Solving a recursive equation system with max operator

Question

I have this set of equations:

$y=1+0.5x$

$x=1+max(0.5y,0.5c)$

Where $c$ is some constant.

I am wondering what way is there to solve this.

Answer 1

As

$$\max(a,b)=\frac12(a+b+|a-b|)$$

your issue can be transformed into

$$x=\frac12(y+c+|y-c|) \iff 2x=0.5x+c+1+|1-c+0.5x|$$

$$\iff \frac32x-(c+1)=|\frac12x+1-c|$$

The solution $x$ of equation (1) can be represented in a graphical way as the abscissa of the intersection point of the line and broken line with resp. equations:

$$y=\frac32x-(c+1) \ \ \& \ \ y=|\frac12x+1-c|$$

Observing the different slopes $\frac32$ and $\pm \frac12$, they will always share a unique point of intersection, with the particularity that

• for $c \le 2$, the abscissa of this intersection point is always equal to $2$, whereas

• for $c>2$ it is, by suppression of the absolute value, $x=\frac12c+1$.

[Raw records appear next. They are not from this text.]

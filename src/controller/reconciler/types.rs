//! # Types
//!
//! Core types for the reconciler.

use crate::cluster::{KubeSecretSink, KubeServiceAccounts, SecretSink, ServiceAccountStore};
use crate::config::ControllerConfig;
use crate::controller::backoff::FibonacciBackoff;
use crate::controller::identity::BindingError;
use crate::controller::reconciler::validation::ValidationError;
use crate::controller::syncer::SyncError;
use crate::provider::azure::{ArmFederation, AzureKeyVault};
use crate::provider::{FederationApi, SecretSource};
use azure_core::credentials::TokenCredential;
use kube::Client;
use std::collections::HashMap;
use std::sync::{Arc, Mutex, PoisonError};
use std::time::Duration;
use thiserror::Error;
use tokio_util::sync::CancellationToken;

#[derive(Debug, Error)]
pub enum ReconcilerError {
    #[error("invalid spec: {0}")]
    Validation(#[from] ValidationError),
    #[error("secret {local_name}: {source}")]
    Sync {
        local_name: String,
        #[source]
        source: SyncError,
    },
    #[error(transparent)]
    Binding(#[from] BindingError),
    #[error("Kubernetes API error: {0}")]
    Kube(String),
}

impl ReconcilerError {
    /// Transient errors are retried with backoff, fatal ones wait for a spec change
    #[must_use]
    pub fn is_transient(&self) -> bool {
        match self {
            Self::Validation(_) => false,
            Self::Sync { source, .. } => source.is_transient(),
            Self::Binding(e) => e.is_transient(),
            Self::Kube(_) => true,
        }
    }

    /// Condition reason recorded in status
    #[must_use]
    pub fn reason(&self) -> &'static str {
        match self {
            Self::Validation(_) => "ValidationFailed",
            Self::Sync {
                source: SyncError::LocalNameConflict { .. },
                ..
            } => "LocalNameConflict",
            Self::Sync {
                source: SyncError::Source(e),
                ..
            } if !e.is_transient() => "AuthError",
            Self::Sync {
                source: SyncError::Cluster(_),
                ..
            } => "KubernetesError",
            Self::Sync {
                source: SyncError::Cancelled { .. },
                ..
            } => "Cancelled",
            Self::Sync { .. } => "FetchError",
            Self::Binding(BindingError::Conflict { .. }) => "BindingConflict",
            Self::Binding(BindingError::Auth(_)) => "AuthError",
            Self::Binding(BindingError::Cluster(_)) => "KubernetesError",
            Self::Binding(BindingError::Unavailable(_)) => "BindingUnavailable",
            Self::Kube(_) => "KubernetesError",
        }
    }
}

/// Backoff state for a specific resource
#[derive(Debug, Clone)]
pub struct BackoffState {
    pub backoff: FibonacciBackoff,
    pub error_count: u32,
}

impl Default for BackoffState {
    fn default() -> Self {
        Self {
            backoff: FibonacciBackoff::new(1, 10),
            error_count: 0,
        }
    }
}

impl BackoffState {
    pub fn increment_error(&mut self) {
        self.error_count += 1;
    }

    pub fn reset(&mut self) {
        self.error_count = 0;
        self.backoff.reset();
    }

    /// Record a failure and return the requeue delay
    ///
    /// Transient failures walk the Fibonacci sequence; fatal ones wait for the cap
    /// (or a spec change, whichever comes first).
    pub fn next_requeue(&mut self, fatal: bool) -> Duration {
        self.increment_error();
        if fatal {
            self.backoff.max_backoff()
        } else {
            self.backoff.next_backoff()
        }
    }
}

/// External systems a reconcile talks to
#[derive(Clone)]
pub struct Backends {
    pub source: Arc<dyn SecretSource>,
    pub sink: Arc<dyn SecretSink>,
    pub federation: Arc<dyn FederationApi>,
    pub service_accounts: Arc<dyn ServiceAccountStore>,
}

impl std::fmt::Debug for Backends {
    fn fmt(&self, f: &mut std::fmt::Formatter<'_>) -> std::fmt::Result {
        f.debug_struct("Backends").finish_non_exhaustive()
    }
}

impl Backends {
    /// Kubernetes for local objects, Azure REST APIs for everything remote
    #[must_use]
    pub fn azure(
        client: &Client,
        http: reqwest::Client,
        credential: Arc<dyn TokenCredential>,
        arm_endpoint: &str,
    ) -> Self {
        Self {
            source: Arc::new(AzureKeyVault::new(http.clone(), Arc::clone(&credential))),
            sink: Arc::new(KubeSecretSink::new(client.clone())),
            federation: Arc::new(ArmFederation::new(http, credential, arm_endpoint)),
            service_accounts: Arc::new(KubeServiceAccounts::new(client.clone())),
        }
    }
}

pub struct Reconciler {
    pub client: Client,
    pub backends: Backends,
    pub config: ControllerConfig,
    // Backoff state per resource (identified by namespace/name)
    // Owned by the error policy so a failing resource never delays others
    pub backoff_states: Arc<Mutex<HashMap<String, BackoffState>>>,
    // Cancellation token per resource, fired by the deletion watch
    pub cancellations: Arc<Mutex<HashMap<String, CancellationToken>>>,
}

impl std::fmt::Debug for Reconciler {
    fn fmt(&self, f: &mut std::fmt::Formatter<'_>) -> std::fmt::Result {
        f.debug_struct("Reconciler")
            .field("backends", &self.backends)
            .field("config", &self.config)
            .finish_non_exhaustive()
    }
}

impl Reconciler {
    #[must_use]
    pub fn new(client: Client, backends: Backends, config: ControllerConfig) -> Self {
        Self {
            client,
            backends,
            config,
            backoff_states: Arc::new(Mutex::new(HashMap::new())),
            cancellations: Arc::new(Mutex::new(HashMap::new())),
        }
    }

    /// Token cancelled when the resource is deleted
    ///
    /// A token that already fired is replaced, so a resource recreated under
    /// the same key starts clean.
    pub fn cancellation_token(&self, key: &str) -> CancellationToken {
        let mut tokens = self
            .cancellations
            .lock()
            .unwrap_or_else(PoisonError::into_inner);
        let token = tokens.entry(key.to_string()).or_default();
        if token.is_cancelled() {
            *token = CancellationToken::new();
        }
        token.clone()
    }

    /// Cancel in-flight work for a deleted resource and drop its state
    pub fn forget(&self, key: &str) {
        if let Some(token) = self
            .cancellations
            .lock()
            .unwrap_or_else(PoisonError::into_inner)
            .remove(key)
        {
            token.cancel();
        }
        self.backoff_states
            .lock()
            .unwrap_or_else(PoisonError::into_inner)
            .remove(key);
    }

    /// Delay the error policy will choose for the next failure, without recording it
    pub fn peek_backoff(&self, key: &str, fatal: bool) -> Duration {
        let mut state = self
            .backoff_states
            .lock()
            .unwrap_or_else(PoisonError::into_inner)
            .get(key)
            .cloned()
            .unwrap_or_default();
        state.next_requeue(fatal)
    }

    /// Clear the error backoff after a successful reconcile
    pub fn reset_backoff(&self, key: &str) {
        if let Some(state) = self
            .backoff_states
            .lock()
            .unwrap_or_else(PoisonError::into_inner)
            .get_mut(key)
        {
            state.reset();
        }
    }
}

/// `namespace/name` key used for per-resource state
#[must_use]
pub fn resource_key(namespace: &str, name: &str) -> String {
    format!("{namespace}/{name}")
}
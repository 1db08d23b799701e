//! # Custom Resource Definitions
//!
//! CRD types for the Key Vault sync controller.
//!
//! ## Module Structure
//!
//! - `spec.rs` - `KeyVaultSecretSync` specification and default values
//! - `status.rs` - Status types for tracking reconciliation state

mod spec;
mod status;

pub use spec::{
    default_refresh_interval, IdentityConfig, KeyVaultSecretSync, KeyVaultSecretSyncSpec,
    SecretMapping,
};
pub use status::{Condition, IdentityBindingStatus, KeyVaultSecretSyncStatus, SyncedSecretStatus};
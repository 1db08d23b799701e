//! # KeyVaultSecretSync Spec
//!
//! Main CRD specification types and default values.

use serde::{Deserialize, Serialize};

/// KeyVaultSecretSync Custom Resource Definition
///
/// Declares which Azure Key Vault secrets are materialized as Kubernetes
/// Secrets in the resource namespace, and which service account is federated
/// with the Azure managed identity that reads them.
///
/// # Example
///
/// ```yaml
/// apiVersion: keyvault-sync.gitops.io/v1beta1
/// kind: KeyVaultSecretSync
/// metadata:
///   name: solr-auth
///   namespace: solr
/// spec:
///   vaultName: solr-kv
///   identity:
///     serviceAccount: solr
///     clientId: 00000000-0000-0000-0000-000000000000
///     identityResourceId: /subscriptions/.../userAssignedIdentities/solr-identity
///   secrets:
///     - secretName: solr-admin-password
///       localName: solr-basic-auth
///       key: password
///   refreshInterval: 5m
/// ```
#[derive(kube::CustomResource, Debug, Clone, Deserialize, Serialize, schemars::JsonSchema)]
#[kube(
    kind = "KeyVaultSecretSync",
    group = "keyvault-sync.gitops.io",
    version = "v1beta1",
    namespaced,
    status = "crate::crd::KeyVaultSecretSyncStatus",
    shortname = "kvss",
    printcolumn = r#"{"name":"Phase", "type":"string", "jsonPath":".status.phase"}, {"name":"Description", "type":"string", "jsonPath":".status.description"}, {"name":"Ready", "type":"string", "jsonPath":".status.conditions[?(@.type==\"Ready\")].status"}"#
)]
#[serde(rename_all = "camelCase")]
pub struct KeyVaultSecretSyncSpec {
    /// Azure Key Vault name (e.g. "solr-kv") or full vault URL
    pub vault_name: String,
    /// Workload identity to federate with the resource's service account
    pub identity: IdentityConfig,
    /// Secrets to materialize, one Kubernetes Secret per entry
    pub secrets: Vec<SecretMapping>,
    /// How often Key Vault is polled for new versions
    /// Format: Kubernetes duration string (e.g. "30s", "5m", "1h")
    /// Minimum: 30s
    #[serde(default = "default_refresh_interval")]
    pub refresh_interval: String,
    /// Suspend reconciliation
    /// When true, the controller skips this resource and leaves materialized secrets untouched
    #[serde(default)]
    pub suspend: bool,
}

/// Workload identity federation settings
#[derive(Debug, Clone, Deserialize, Serialize, schemars::JsonSchema)]
#[serde(rename_all = "camelCase")]
pub struct IdentityConfig {
    /// Service account in the resource namespace used by the workload
    /// Created with the workload identity annotations if it does not exist
    pub service_account: String,
    /// Client ID of the Azure managed identity (or app registration)
    pub client_id: String,
    /// Entra ID tenant; written as `azure.workload.identity/tenant-id` when set
    #[serde(default)]
    pub tenant_id: Option<String>,
    /// OIDC issuer of the cluster
    /// Defaults to the controller's `OIDC_ISSUER_URL`
    #[serde(default)]
    pub issuer_url: Option<String>,
    /// ARM resource ID of the user-assigned managed identity
    /// When set, the controller creates the federated identity credential itself.
    /// When omitted, federation is expected to exist already and only the
    /// service account is annotated.
    #[serde(default)]
    pub identity_resource_id: Option<String>,
}

/// One Key Vault secret materialized as one Kubernetes Secret
#[derive(Debug, Clone, Deserialize, Serialize, schemars::JsonSchema)]
#[serde(rename_all = "camelCase")]
pub struct SecretMapping {
    /// Secret name in Key Vault
    pub secret_name: String,
    /// Pinned Key Vault version; latest when omitted
    ///
    /// Pinning an older version than the one materialized rolls the local Secret back.
    #[serde(default)]
    pub version: Option<String>,
    /// Name of the Kubernetes Secret written in the resource namespace
    /// Must be unique per namespace
    pub local_name: String,
    /// Data key inside the Kubernetes Secret; defaults to `secretName`
    #[serde(default)]
    pub key: Option<String>,
}

impl SecretMapping {
    /// Data key the value is stored under
    #[must_use]
    pub fn data_key(&self) -> &str {
        self.key.as_deref().unwrap_or(&self.secret_name)
    }
}

/// Default value for refresh interval
pub fn default_refresh_interval() -> String {
    "5m".to_string()
}
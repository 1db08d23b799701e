//! # Reconcile
//!
//! Drives the identity binder and the secret syncer to convergence for one
//! `KeyVaultSecretSync`.
//!
//! Flow:
//! 1. Suspended resources only report `Suspended`
//! 2. Drift detection decides whether anything needs to happen
//! 3. `converge` binds the identity, then syncs every secret
//! 4. Status records the outcome; success requeues after `refreshInterval`,
//!    failures are requeued by the error policy

use crate::config::ControllerConfig;
use crate::controller::identity::{BinderSettings, IdentityBinder, IdentityBinding};
use crate::controller::reconciler::phase::{detect_drift, DriftReason, Phase, PhaseEvent};
use crate::controller::reconciler::status::{
    build_status, clear_reconcile_annotation, synced_secret_status, write_status, StatusReport,
};
use crate::controller::reconciler::types::{resource_key, Backends, Reconciler, ReconcilerError};
use crate::controller::reconciler::validation::{refresh_interval, validate_spec, ValidationError};
use crate::controller::syncer::{SecretOwner, SecretSyncer, SyncError, SyncOutcome, SyncRequest, SyncSettings};
use crate::crd::KeyVaultSecretSync;
use crate::observability::metrics;
use crate::provider::SecretRef;
use chrono::{DateTime, Utc};
use kube_runtime::controller::Action;
use kube::{Resource, ResourceExt};
use std::sync::Arc;
use std::time::{Duration, Instant};
use tokio_util::sync::CancellationToken;
use tracing::{debug, info, warn, Instrument};

/// Everything a successful convergence established
#[derive(Debug, Clone)]
pub struct Convergence {
    pub binding: IdentityBinding,
    pub secrets: Vec<SyncOutcome>,
}

impl Convergence {
    #[must_use]
    pub fn written(&self) -> usize {
        self.secrets.iter().filter(|s| s.written).count()
    }
}

/// Bind the identity and sync every secret of `resource`
///
/// Secrets are synced one after another. A failing secret does not stop the
/// others; the most severe failure is returned once all were attempted.
///
/// # Errors
/// Validation, binding and sync failures, see `ReconcilerError`.
pub async fn converge(
    backends: &Backends,
    config: &ControllerConfig,
    resource: &KeyVaultSecretSync,
    cancel: CancellationToken,
) -> Result<Convergence, ReconcilerError> {
    let namespace = resource.namespace().ok_or_else(|| ValidationError::Field {
        field: "metadata.namespace".to_string(),
        reason: "KeyVaultSecretSync must be namespaced".to_string(),
    })?;
    let spec = &resource.spec;
    validate_spec(
        spec,
        config.min_refresh_interval_secs,
        config.default_issuer_url.as_deref(),
    )?;

    let identity = &spec.identity;
    let binder = IdentityBinder::new(
        Arc::clone(&backends.federation),
        Arc::clone(&backends.service_accounts),
        BinderSettings {
            client_id: identity.client_id.clone(),
            tenant_id: identity.tenant_id.clone(),
            issuer_url: identity
                .issuer_url
                .clone()
                .or_else(|| config.default_issuer_url.clone())
                .unwrap_or_default(),
            identity_resource_id: identity.identity_resource_id.clone(),
        },
        config.external_call_timeout(),
    );
    let binding = binder.bind(&namespace, &identity.service_account).await?;

    let syncer = SecretSyncer::new(
        Arc::clone(&backends.source),
        Arc::clone(&backends.sink),
        SecretOwner {
            name: resource.name_any(),
            reference: resource.controller_owner_ref(&()),
        },
        SyncSettings::from_config(config),
        cancel,
    );

    let mut secrets = Vec::with_capacity(spec.secrets.len());
    let mut failures: Vec<ReconcilerError> = Vec::new();
    for mapping in &spec.secrets {
        let mut reference = SecretRef::new(&spec.vault_name, &mapping.secret_name);
        if let Some(version) = &mapping.version {
            reference = reference.pinned(version);
        }
        let request = SyncRequest {
            reference,
            namespace: namespace.clone(),
            local_name: mapping.local_name.clone(),
            key: mapping.data_key().to_string(),
        };

        match syncer.sync(&request).await {
            Ok(outcome) => secrets.push(outcome),
            Err(source @ SyncError::Cancelled { .. }) => {
                return Err(ReconcilerError::Sync {
                    local_name: mapping.local_name.clone(),
                    source,
                })
            }
            Err(source) => {
                warn!(
                    local_name = mapping.local_name.as_str(),
                    error = %source,
                    "Secret sync failed"
                );
                failures.push(ReconcilerError::Sync {
                    local_name: mapping.local_name.clone(),
                    source,
                });
            }
        }
    }

    // Fatal failures need operator attention, report them over transient ones
    if let Some(index) = failures.iter().position(|e| !e.is_transient()) {
        return Err(failures.swap_remove(index));
    }
    if let Some(first) = failures.into_iter().next() {
        return Err(first);
    }

    Ok(Convergence { binding, secrets })
}

/// Time left until `nextReconcileTime`, at least one second
fn until_next_reconcile(resource: &KeyVaultSecretSync, now: DateTime<Utc>) -> Duration {
    resource
        .status
        .as_ref()
        .and_then(|s| s.next_reconcile_time.as_deref())
        .and_then(|t| DateTime::parse_from_rfc3339(t).ok())
        .and_then(|next| (next.with_timezone(&Utc) - now).to_std().ok())
        .unwrap_or_default()
        .max(Duration::from_secs(1))
}

/// Reconcile one `KeyVaultSecretSync`
pub async fn reconcile(
    resource: Arc<KeyVaultSecretSync>,
    ctx: Arc<Reconciler>,
) -> Result<Action, ReconcilerError> {
    let name = resource.name_any();
    let namespace = resource.namespace().unwrap_or_default();
    let span = tracing::info_span!(
        "controller.reconcile",
        resource.name = name.as_str(),
        resource.namespace = namespace.as_str(),
        resource.generation = resource.metadata.generation.unwrap_or_default(),
    );

    async move {
        let key = resource_key(&namespace, &name);
        let previous = resource.status.as_ref();
        let previous_phase = Phase::parse(previous.and_then(|s| s.phase.as_deref()));
        let generation = resource.metadata.generation;
        let now = Utc::now();

        if resource.spec.suspend {
            let status = build_status(
                previous,
                generation,
                StatusReport {
                    phase: previous_phase.transition(PhaseEvent::Suspend),
                    reason: "Suspended",
                    message: "Reconciliation suspended".to_string(),
                    identity: None,
                    secrets: None,
                    next_reconcile: None,
                },
                now,
            );
            write_status(&ctx.client, &resource, &status).await?;
            debug!("Skipping reconciliation - resource is suspended");
            return Ok(Action::await_change());
        }

        let Some(trigger) = detect_drift(&resource, now) else {
            let wait = until_next_reconcile(&resource, now);
            debug!(
                requeue_in_secs = wait.as_secs(),
                "Skipping reconciliation - settled and current"
            );
            return Ok(Action::requeue(wait));
        };

        let phase = previous_phase.transition(PhaseEvent::DriftDetected);
        metrics::increment_reconciliations(trigger.as_str());
        info!(trigger = trigger.as_str(), from = %previous_phase, "Reconciling");

        let start = Instant::now();
        let cancel = ctx.cancellation_token(&key);
        let result = converge(&ctx.backends, &ctx.config, &resource, cancel).await;
        metrics::observe_reconciliation_duration(start.elapsed().as_secs_f64());

        if trigger == DriftReason::Manual {
            if let Err(e) = clear_reconcile_annotation(&ctx.client, &resource).await {
                warn!(error = %e, "Failed to clear manual reconcile annotation");
            }
        }

        match result {
            Ok(convergence) => {
                let interval = refresh_interval(&resource.spec, ctx.config.min_refresh_interval_secs)?;
                let written = convergence.written();
                let total = convergence.secrets.len();
                let finished = Utc::now();
                let next = finished + chrono::Duration::from_std(interval).unwrap_or_else(|_| chrono::Duration::zero());

                let status = build_status(
                    previous,
                    generation,
                    StatusReport {
                        phase: phase.transition(PhaseEvent::SyncSucceeded),
                        reason: "ReconciliationSucceeded",
                        message: format!("{total} secrets synced, {written} updated"),
                        identity: Some((&convergence.binding).into()),
                        secrets: Some(
                            convergence
                                .secrets
                                .iter()
                                .map(|outcome| synced_secret_status(&outcome.secret))
                                .collect(),
                        ),
                        next_reconcile: Some(next),
                    },
                    finished,
                );
                write_status(&ctx.client, &resource, &status).await?;
                ctx.reset_backoff(&key);
                metrics::increment_requeues_total("timer-based");

                info!(
                    secrets = total,
                    written,
                    next_reconcile = next.to_rfc3339().as_str(),
                    "Reconciliation settled"
                );
                Ok(Action::requeue(interval))
            }
            Err(ReconcilerError::Sync {
                source: SyncError::Cancelled { .. },
                ..
            }) => {
                info!("Reconciliation cancelled - resource deleted");
                Ok(Action::await_change())
            }
            Err(error) => {
                let fatal = !error.is_transient();
                let delay = ctx.peek_backoff(&key, fatal);
                let finished = Utc::now();
                let status = build_status(
                    previous,
                    generation,
                    StatusReport {
                        phase: phase.transition(PhaseEvent::SyncFailed { fatal }),
                        reason: error.reason(),
                        message: error.to_string(),
                        identity: None,
                        secrets: None,
                        next_reconcile: Some(
                            finished + chrono::Duration::from_std(delay).unwrap_or_else(|_| chrono::Duration::zero()),
                        ),
                    },
                    finished,
                );
                if let Err(status_error) = write_status(&ctx.client, &resource, &status).await {
                    warn!(error = %status_error, "Failed to record reconciliation failure in status");
                }
                Err(error)
            }
        }
    }
    .instrument(span)
    .await
}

See the following Geogebra picture:

Answer 2

This is equivalent to $x=1+\max(0.5(1+0.5x),0.5c)$.

If $0.5(1+0.5x) \geq 0.5c$ then you have $x = 1+0.5(1+0.5x) \implies x = 2$ and $c\leq 2$.

If $0.5(1+0.5x) \leq 0.5c$ then you have $x = 1+0.5c$ and $c\geq 2$.

Thus for $c\leq 2$ the unique solution is $x=2$ and for $c\geq 2$ the unique solution is $1+0.5c$.